4.4.10 KDD CUP 99 DATA SET DESCRIPTIONS
KDD’99 is the the most widely used data set for intrusion detection procedures . The data
set is corrected and is crafted established on the data collected in DARPA’98 IDS evaluation
programs. The DARPA’98 contains 4 gigabytes of compressed binary data of 7 weeks of
overall web traffic, which is processed into concerning 5 million records of connection,
every single record contains 100 bytes of traffic data. 2 million connection records has been
examined in two weeks. The KDD training dataset encompasses of concerning 4,900,000
37
solitary connection vectors, every single vector of that contains 41 features and is classified
as normal or an attack, alongside precisely one particular type of attack. The attacks fall in of
the pursuing four groups:
1) DoS : in this attack the attacker makes a little bit process computing or makes the
resource unavailable or too maximum to grasp highest demands, or may completely
denies users admission to a contraption.
2) U2R: This type of attack the vulnerability in order to become the administrator of
the victim computer . This is achieved by passwords sniffing , a lexicon attack, or
communal engineering..
3) R2L: occurs after an attacker who has the skill to dispatch packets to a contraption
above a web but who does not have an report on that contraption exploits a little
vulnerability to gain innate admission as a user of that contraption.
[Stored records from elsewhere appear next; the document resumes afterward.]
//! On-demand frame scheduling
//!
//! Bridges "something changed, redraw please" (any call site, any rate) and
//! the host's once-per-refresh callback. Any number of
//! [`FrameScheduler::request_frame`] calls between two refreshes collapse to
//! a single host registration, and the render loop pulls timestamps from a
//! [`Frames`] stream with plain `while let` control flow.
//!
//! Everything here is single-threaded (`Rc`/`RefCell`). Only one consumer
//! may await frames at a time: the scheduler keeps a single waker, so a
//! second consumer takes resumption away from the first (with a warning).

use std::cell::RefCell;
use std::pin::Pin;
use std::rc::{Rc, Weak};
use std::task::{Context, Poll, Waker};

use futures::Stream;

/// Handle returned by the host for a registered callback
#[derive(Debug, Clone, Copy, PartialEq, Eq, Hash)]
pub struct FrameToken(pub i32);

/// Callback handed to the host, invoked with the frame timestamp (ms)
pub type FrameCallback = Box<dyn FnOnce(f64)>;

/// The host's per-refresh notification facility
///
/// Implementations must not invoke the callback before `schedule` returns.
/// `schedule` returns `None` when the host could not register the callback,
/// which is then dropped unrun.
pub trait FrameHost {
    fn schedule(&self, callback: FrameCallback) -> Option<FrameToken>;
    fn cancel(&self, token: FrameToken);
}

#[derive(Debug, Default)]
struct SchedulerState {
    /// Outstanding registration and its generation
    pending: Option<(FrameToken, u64)>,
    generation: u64,
    destroyed: bool,
    /// Consumer suspended on the next frame
    waiter: Option<Waker>,
    /// Timestamp handed to the waiter but not yet consumed
    delivered: Option<f64>,
}

/// Coalescing scheduler over a [`FrameHost`]
///
/// Cloning yields another handle to the same scheduler.
#[derive(Clone)]
pub struct FrameScheduler {
    state: Rc<RefCell<SchedulerState>>,
    host: Rc<dyn FrameHost>,
}

impl std::fmt::Debug for FrameScheduler {
    fn fmt(&self, f: &mut std::fmt::Formatter<'_>) -> std::fmt::Result {
        f.debug_struct("FrameScheduler")
            .field("state", &self.state.borrow())
            .finish_non_exhaustive()
    }
}

impl FrameScheduler {
    pub fn new(host: Rc<dyn FrameHost>) -> Self {
        Self {
            state: Rc::new(RefCell::new(SchedulerState::default())),
            host,
        }
    }

    /// Make sure one host callback is registered
    ///
    /// No-op while a frame is already pending or after shutdown. Returns
    /// whether a new registration was made; a refused registration leaves
    /// nothing pending, so the next request tries again.
    pub fn request_frame(&self) -> bool {
        let generation = {
            let mut state = self.state.borrow_mut();
            if state.destroyed || state.pending.is_some() {
                return false;
            }
            state.generation += 1;
            state.generation
        };

        let weak = Rc::downgrade(&self.state);
        let Some(token) = self
            .host
            .schedule(Box::new(move |time| fire(&weak, generation, time)))
        else {
            log::warn!("Frame host refused the request");
            return false;
        };
        self.state.borrow_mut().pending = Some((token, generation));
        log::trace!("Frame requested ({:?})", token);
        true
    }

    /// Unregister the pending callback, if any
    pub fn cancel_pending(&self) {
        let pending = self.state.borrow_mut().pending.take();
        if let Some((token, _)) = pending {
            self.host.cancel(token);
            log::trace!("Frame cancelled ({:?})", token);
        }
    }

    /// Stop for good
    ///
    /// Later requests are ignored and a consumer awaiting a frame is woken
    /// to find its stream ended.
    pub fn shutdown(&self) {
        self.cancel_pending();
        let waiter = {
            let mut state = self.state.borrow_mut();
            if state.destroyed {
                return;
            }
            state.destroyed = true;
            state.delivered = None;
            state.waiter.take()
        };
        if let Some(waker) = waiter {
            waker.wake();
        }
        log::info!("Frame scheduler shut down");
    }

    pub fn is_pending(&self) -> bool {
        self.state.borrow().pending.is_some()
    }

    pub fn is_destroyed(&self) -> bool {
        self.state.borrow().destroyed
    }

    /// Render-every-frame sequence: each poll requests the next frame itself
    pub fn frames(&self) -> Frames {
        Frames {
            scheduler: self.clone(),
            request_each: true,
        }
    }

    /// Sequence of frames requested elsewhere via [`request_frame`]
    ///
    /// This is the on-demand render loop: it sleeps until someone asks for
    /// a redraw.
    ///
    /// [`request_frame`]: FrameScheduler::request_frame
    pub fn on_demand(&self) -> Frames {
        Frames {
            scheduler: self.clone(),
            request_each: false,
        }
    }
}

/// Host callback body
fn fire(state: &Weak<RefCell<SchedulerState>>, generation: u64, time: f64) {
    let Some(state) = state.upgrade() else {
        return;
    };

    let waiter = {
        let mut state = state.borrow_mut();
        // Cancelled or superseded registration
        if state.pending.map(|(_, current)| current) != Some(generation) {
            return;
        }
        state.pending = None;
        if state.destroyed {
            return;
        }
        let waiter = state.waiter.take();
        if waiter.is_some() {
            state.delivered = Some(time);
        }
        waiter
    };

    match waiter {
        Some(waker) => waker.wake(),
        None => log::trace!("Frame at {:.1} had no waiting consumer", time),
    }
}

/// Stream of frame timestamps (ms), ends after shutdown
///
/// At most one timestamp is buffered. Dropping the stream and calling
/// [`FrameScheduler::frames`] again starts a fresh sequence.
#[must_use = "streams do nothing unless polled"]
pub struct Frames {
    scheduler: FrameScheduler,
    request_each: bool,
}

impl Stream for Frames {
    type Item = f64;

    fn poll_next(self: Pin<&mut Self>, cx: &mut Context<'_>) -> Poll<Option<f64>> {
        let this = self.get_mut();
        {
            let mut state = this.scheduler.state.borrow_mut();
            if state.destroyed {
                return Poll::Ready(None);
            }
            if let Some(time) = state.delivered.take() {
                return Poll::Ready(Some(time));
            }
            if let Some(previous) = &state.waiter
                && !previous.will_wake(cx.waker())
            {
                log::warn!("Another consumer is awaiting frames; it will not be resumed");
            }
            state.waiter = Some(cx.waker().clone());
        }

        if this.request_each {
            this.scheduler.request_frame();
        }
        Poll::Pending
    }
}

#[cfg(test)]
mod tests {
    use super::*;
    use crate::platform::ManualHost;
    use std::cell::Cell;
    use std::sync::Arc;
    use std::sync::atomic::{AtomicUsize, Ordering};

    use futures::StreamExt;
    use futures::task::{ArcWake, noop_waker, waker};

    fn poll(frames: &mut Frames) -> Poll<Option<f64>> {
        let waker = noop_waker();
        let mut cx = Context::from_waker(&waker);
        frames.poll_next_unpin(&mut cx)
    }

    fn setup() -> (Rc<ManualHost>, FrameScheduler) {
        let host = ManualHost::new();
        let scheduler = FrameScheduler::new(host.clone());
        (host, scheduler)
    }

    #[test]
    fn test_burst_collapses_to_one_frame() {
        let (host, scheduler) = setup();
        let mut frames = scheduler.on_demand();
        assert_eq!(poll(&mut frames), Poll::Pending);

        assert!(scheduler.request_frame());
        for _ in 0..9 {
            assert!(!scheduler.request_frame());
        }
        assert_eq!(host.scheduled_count(), 1);
        assert_eq!(host.queued(), 1);

        assert_eq!(host.fire(16.0), 1);
        assert!(!scheduler.is_pending());
        assert_eq!(poll(&mut frames), Poll::Ready(Some(16.0)));
        assert_eq!(poll(&mut frames), Poll::Pending);
    }

    #[test]
    fn test_on_demand_does_not_request() {
        let (host, scheduler) = setup();
        let mut frames = scheduler.on_demand();
        assert_eq!(poll(&mut frames), Poll::Pending);
        assert_eq!(poll(&mut frames), Poll::Pending);
        assert_eq!(host.scheduled_count(), 0);
    }

    #[test]
    fn test_frames_requests_each_step() {
        let (host, scheduler) = setup();
        let mut frames = scheduler.frames();
        assert_eq!(poll(&mut frames), Poll::Pending);
        assert_eq!(host.queued(), 1);

        host.fire(10.0);
        assert_eq!(poll(&mut frames), Poll::Ready(Some(10.0)));
        assert_eq!(poll(&mut frames), Poll::Pending);
        host.fire(26.0);
        assert_eq!(poll(&mut frames), Poll::Ready(Some(26.0)));
        assert_eq!(host.scheduled_count(), 2);
    }

    #[test]
    fn test_frame_without_consumer_is_dropped() {
        let (host, scheduler) = setup();
        scheduler.request_frame();
        host.fire(5.0);
        let mut frames = scheduler.on_demand();
        assert_eq!(poll(&mut frames), Poll::Pending);
    }

    #[test]
    fn test_cancel_pending() {
        let (host, scheduler) = setup();
        scheduler.cancel_pending();
        assert_eq!(host.cancelled_count(), 0);

        scheduler.request_frame();
        scheduler.cancel_pending();
        scheduler.cancel_pending();
        assert_eq!(host.cancelled_count(), 1);
        assert_eq!(host.queued(), 0);
        assert!(!scheduler.is_pending());

        // A new request works after cancelling
        assert!(scheduler.request_frame());
    }

    #[test]
    fn test_shutdown_blocks_requests() {
        let (host, scheduler) = setup();
        scheduler.request_frame();
        scheduler.shutdown();
        assert_eq!(host.queued(), 0);
        assert!(scheduler.is_destroyed());

        assert!(!scheduler.request_frame());
        assert_eq!(host.scheduled_count(), 1);
        assert_eq!(host.queued(), 0);
    }

    #[test]
    fn test_shutdown_ends_waiting_stream() {
        let (_host, scheduler) = setup();
        let mut frames = scheduler.frames();
        assert_eq!(poll(&mut frames), Poll::Pending);
        scheduler.shutdown();
        assert_eq!(poll(&mut frames), Poll::Ready(None));
        // Re-entering from the top stays ended
        assert_eq!(poll(&mut scheduler.frames()), Poll::Ready(None));
    }

    /// Host that ignores cancellation, so stale callbacks still fire
    #[derive(Default)]
    struct LeakyHost {
        queue: RefCell<Vec<FrameCallback>>,
    }

    impl FrameHost for LeakyHost {
        fn schedule(&self, callback: FrameCallback) -> Option<FrameToken> {
            let mut queue = self.queue.borrow_mut();
            queue.push(callback);
            Some(FrameToken(queue.len() as i32))
        }

        fn cancel(&self, _token: FrameToken) {}
    }

    #[test]
    fn test_stale_callback_cannot_resume() {
        let host = Rc::new(LeakyHost::default());
        let scheduler = FrameScheduler::new(host.clone());
        let mut frames = scheduler.on_demand();
        assert_eq!(poll(&mut frames), Poll::Pending);

        scheduler.request_frame();
        scheduler.cancel_pending();
        scheduler.request_frame();

        let callbacks = std::mem::take(&mut *host.queue.borrow_mut());
        let mut callbacks = callbacks.into_iter();
        let stale = callbacks.next().unwrap();
        let live = callbacks.next().unwrap();

        stale(1.0);
        assert!(scheduler.is_pending());
        assert_eq!(poll(&mut frames), Poll::Pending);

        live(2.0);
        assert_eq!(poll(&mut frames), Poll::Ready(Some(2.0)));
    }

    #[test]
    fn test_late_callback_after_shutdown_is_ignored() {
        let host = Rc::new(LeakyHost::default());
        let scheduler = FrameScheduler::new(host.clone());
        let mut frames = scheduler.on_demand();
        assert_eq!(poll(&mut frames), Poll::Pending);
        scheduler.request_frame();
        scheduler.shutdown();

        let callbacks = std::mem::take(&mut *host.queue.borrow_mut());
        for callback in callbacks {
            callback(3.0);
        }
        assert_eq!(poll(&mut frames), Poll::Ready(None));
    }

    /// Host that refuses registrations until told otherwise
    #[derive(Default)]
    struct FlakyHost {
        refuse: Cell<bool>,
        inner: ManualHost,
    }

    impl FrameHost for FlakyHost {
        fn schedule(&self, callback: FrameCallback) -> Option<FrameToken> {
            if self.refuse.get() {
                return None;
            }
            self.inner.schedule(callback)
        }

        fn cancel(&self, token: FrameToken) {
            self.inner.cancel(token);
        }
    }

    #[test]
    fn test_refused_registration_is_retried() {
        let host = Rc::new(FlakyHost::default());
        host.refuse.set(true);
        let scheduler = FrameScheduler::new(host.clone());
        let mut frames = scheduler.on_demand();
        assert_eq!(poll(&mut frames), Poll::Pending);

        assert!(!scheduler.request_frame());
        assert!(!scheduler.is_pending());
        assert!(!scheduler.request_frame());

        host.refuse.set(false);
        assert!(scheduler.request_frame());
        assert!(scheduler.is_pending());
        assert_eq!(host.inner.fire(12.0), 1);
        assert_eq!(poll(&mut frames), Poll::Ready(Some(12.0)));
    }

    /// Waker that counts how often it was woken
    #[derive(Default)]
    struct CountingWaker(AtomicUsize);

    impl ArcWake for CountingWaker {
        fn wake_by_ref(arc_self: &Arc<Self>) {
            arc_self.0.fetch_add(1, Ordering::SeqCst);
        }
    }

    #[test]
    fn test_second_consumer_takes_over() {
        let (host, scheduler) = setup();
        let first_count = Arc::new(CountingWaker::default());
        let second_count = Arc::new(CountingWaker::default());
        let first_waker = waker(first_count.clone());
        let second_waker = waker(second_count.clone());
        let mut first_cx = Context::from_waker(&first_waker);
        let mut second_cx = Context::from_waker(&second_waker);

        let mut first = scheduler.on_demand();
        let mut second = scheduler.on_demand();
        assert_eq!(first.poll_next_unpin(&mut first_cx), Poll::Pending);
        assert_eq!(second.poll_next_unpin(&mut second_cx), Poll::Pending);

        scheduler.request_frame();
        host.fire(7.0);
        assert_eq!(first_count.0.load(Ordering::SeqCst), 0);
        assert_eq!(second_count.0.load(Ordering::SeqCst), 1);

        assert_eq!(second.poll_next_unpin(&mut second_cx), Poll::Ready(Some(7.0)));
        assert_eq!(first.poll_next_unpin(&mut first_cx), Poll::Pending);
    }

    #[test]
    fn test_loop_drains_with_local_pool() {
        use futures::executor::LocalPool;
        use futures::task::LocalSpawnExt;

        let (host, scheduler) = setup();
        let seen = Rc::new(RefCell::new(Vec::new()));
        let mut pool = LocalPool::new();
        {
            let seen = seen.clone();
            let mut frames = scheduler.frames();
            pool.spawner()
                .spawn_local(async move {
                    while let Some(time) = frames.next().await {
                        seen.borrow_mut().push(time);
                    }
                })
                .unwrap();
        }

        pool.run_until_stalled();
        for time in [16.0, 32.0, 48.0] {
            host.fire(time);
            pool.run_until_stalled();
        }
        scheduler.shutdown();
        pool.run();

        assert_eq!(*seen.borrow(), vec![16.0, 32.0, 48.0]);
    }
}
4) Probing Attack: in this type of attack we collects information regarding a broad
network of machines . And the information is used to compromise its security
controls.
The KDD’99 CUP dataset features can be categorized into main three categories:
1) Basic features: in this group, the attributes of a TCP/IP connection are extracted .
Among all these features many leads to a delay in the detection.
2) Traffic features: it encompasses those features which were computed using
window interval This group is divided into two categories:
a) same host features: The main aim is to examine the connection established in
past 2 second having exact destination host which the current connection is
holding. The statistics of protocol service, behavior etc is calculated
b) “same service” features: The main aim is to examine the connection established
in past 2 second having same service which the current connection is holding..
Above mentioned two kinds of “traffic” are mainly based on time . Though, there are
countless sluggish aggressions which scan the ports employing a far high time period than
2 seconds, e,g, one in each single minute. The consequences of these aggressions may not
present intrusion outlines alongside a period window of time two seconds. In order to
resolve this setback, the “same host” and “same service” features are calculated and
established on the connection window containing 100 connections as a replacement of
period window of two seconds. These are termed asconnection-based traffic features.
38
3) Content features: R2L as well as U2R attack types don’t bare sequential patterns as
in most Pribing and DoS attacks. On the other hand DoS and Probing type attacks
mainly contains countless connections to a small host(s) in a very short spain of
time; R2L as well as U2R attacks are mainly embedded in the data servings of the
TCP/IP packets, these involve highly a single connection. In order to notice these
kinds of attacks , a little features able to gaze for dubious deeds in the data serving,
e.g., number of floundered login attempts.
4.4.11 Experimental Setup:
A. Input Database: KDD CUP 99
B. PCA based feature extraction
C. KNN Classifiers.
D. Matlab.
E. Genetic Programming toolkit
39
4.4.12Terms:
ROC: It stands for receiver operating curve and is a graphical plot that determines the
performance of a binary classifier as the threshold varies. It is obtained by plotting the
true positive rate and false positive rate as the threshold Discriminant varies.
True positive rate or sensitivity is given by:
TPR=
TP
P
=
TP
TP+PN
Specificity or True Negative Rate
TNR=
TN
N
=
TN
FP+TN
Positive Predictive Value or Precision
PPV=
TP
TP+FP
Negative Predictive Value
NPV=
TN
TN+FN
False Positive Rate
FPR=
FP
N
=
FP
FP+TN
= 1- Spc
False Negative Rate
FNR =
FN
P
=
FN
FN+TP
Accuracy =
TP+TN
P+N
.
40
CHAPTER 5
Results and Discussion
5.1 GP based Optimization
1. The algorithm begins by creating a random initial population.
2. The algorithm then creates a sequence of new populations. At each step, the algorithm
uses the individuals in the current generation to create the next population. To create
the new population, the algorithm performs the following steps:
a. Scores each member of the current population by computing its fitness value.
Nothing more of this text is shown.